Power Hungry: You regain 30 Arcane Power whenever you are healed by a health globe.
While slightly more effective for the close-range Wizard, Power Hungry is still of notable use to the more mobile variable-range and long-range Wizard. Although Wizards lack ways to generate extra health globes, which are far more common among Barbarians and Monks, the portion of Arcane Power regained from the effect of this skill is very large, so the Wizard shouldn’t need to search for ways to increase the drop rate. It’s a bit erratic, though, so if you need Arcane Power badly, you should swap this out for one of the later skills that gets you more Arcane Power as soon as you can. This skill gets much stronger in party play, when you can team up with a melee character who increases the health globe drop rate and will grab them for you in the midst of combat, rather than having the globe wait for you to close to a more dangerous proximity with whatever you’re fighting.
Evocation: Your cooldowns take 15% less time.
This skill is highly variable, and should really be chosen as a third Passive skill after you’ve determined exactly what Active skills you’re going to rely on. While the Wizard has a number of cooldowns, not all of them really want reducing, and not all Wizards even care if those get reduced. While it’s nice to have emergency abilities like Teleport(Fracture) or Wave of Force more often, if you really need the cooldowns reduced on your panic buttons that badly, then there’s something else you’re doing wrong- perhaps you’re trying to play a close- or variable- range Wizard when your gear, skills, or playstyle are more suited to a long-range Wizard. Equally importantly, 15% isn’t much of the cooldown time for most of the Wizard cooldowns, which tend to be in the 10-25 second range. Pay close attention to how you’re using your cooldown skills, and figure out if you’re doing it because you need them to make up for some other deficit, if you’re doing it because they’re more powerful for your activities than other options, or just because they’re fun. If they’re on cooldown most of the time, and your reason is either the first one or the last one, make sure you examine your other Passive skill options closely and see if something else might do a better job of helping you stay competent.
Glass Cannon: You deal 15% more damage, but your Armor and Resistances are lowered by 10%.

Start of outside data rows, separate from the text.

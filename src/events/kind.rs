use std::{borrow::Cow, fmt};

/// Stable identifier naming a class of event.
///
/// Kinds are plain dotted strings such as `player.damaging-door`. Well-known kinds are
/// available as associated constants; extensions may define their own with
/// [`EventKind::new`].
///
/// # Examples
///
/// ```rust
/// use dotpatch::events::EventKind;
///
/// let custom = EventKind::new("server.round-ended");
/// assert_eq!(custom.as_str(), "server.round-ended");
/// assert_eq!(EventKind::DAMAGING_DOOR, EventKind::new("player.damaging-door"));
/// ```
#[derive(Clone, PartialEq, Eq, Hash, PartialOrd, Ord)]
pub struct EventKind(Cow<'static, str>);

impl EventKind {
    /// A player with a reserved slot is checked on join
    pub const RESERVED_SLOT: Self = Self::from_static("player.reserved-slot");
    /// A door is about to take damage
    pub const DAMAGING_DOOR: Self = Self::from_static("player.damaging-door");
    /// A jailbird changed its wear state
    pub const JAILBIRD_WEAR_STATE: Self = Self::from_static("item.jailbird-wear-state");
    /// A ragdoll is about to be spawned
    pub const SPAWNING_RAGDOLL: Self = Self::from_static("player.spawning-ragdoll");

    /// Creates a kind from a static string.
    #[must_use]
    pub const fn from_static(name: &'static str) -> Self {
        EventKind(Cow::Borrowed(name))
    }

    /// Creates a kind from any string.
    pub fn new(name: impl Into<String>) -> Self {
        EventKind(Cow::Owned(name.into()))
    }

    /// The kind identifier.
    #[must_use]
    pub fn as_str(&self) -> &str {
        &self.0
    }
}

impl fmt::Display for EventKind {
    fn fmt(&self, f: &mut fmt::Formatter<'_>) -> fmt::Result {
        f.write_str(&self.0)
    }
}

impl fmt::Debug for EventKind {
    fn fmt(&self, f: &mut fmt::Formatter<'_>) -> fmt::Result {
        write!(f, "EventKind({})", self.0)
    }
}

impl From<&'static str> for EventKind {
    fn from(name: &'static str) -> Self {
        Self::from_static(name)
    }
}

#[cfg(test)]
mod tests {
    use super::*;
    use std::collections::HashSet;

    #[test]
    fn borrowed_and_owned_are_equal() {
        let owned = EventKind::new(String::from("player.reserved-slot"));
        assert_eq!(owned, EventKind::RESERVED_SLOT);

        let set: HashSet<_> = [owned, EventKind::RESERVED_SLOT].into_iter().collect();
        assert_eq!(set.len(), 1);
    }

    #[test]
    fn formatting() {
        assert_eq!(EventKind::DAMAGING_DOOR.to_string(), "player.damaging-door");
        assert_eq!(
            format!("{:?}", EventKind::SPAWNING_RAGDOLL),
            "EventKind(player.spawning-ragdoll)"
        );
    }
}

This is pretty exclusively a skill for long-range Wizards, particularly those who tend to ‘alpha strike’ and unload their entire Arcane Pool at the start of a fight to obliterate as many enemies as possible. Close-range Wizards can’t affort the extra incoming damage, and variable-range Wizards will find that while sometimes it doesn’t matter, sometimes it will cause sudden critical existence failure. If you’re a long-range Wizard and you’re considering this skill, you need to examine your defensive skill choices carefully. Are your skill selections that aren’t damaging spells more oriented towards getting out of the way of enemy attacks, punishing enemies (and weakening them) for getting too close, or surviving attacks? Do you even have defensive skill selections at all? If you lack defensive skill selections, or your self-protection skills aren’t oriented towards avoiding coming under attack in the first place, then this skill is wrong for you, no matter how tasty the extra damage looks. Added damage means precisely nothing if you aren’t around to deal it anymore, after all. A properly evasive wizard, particularly one relying on things like Teleport and Slow Time, can get a lot of extra damage out of this skill with very little increased risk.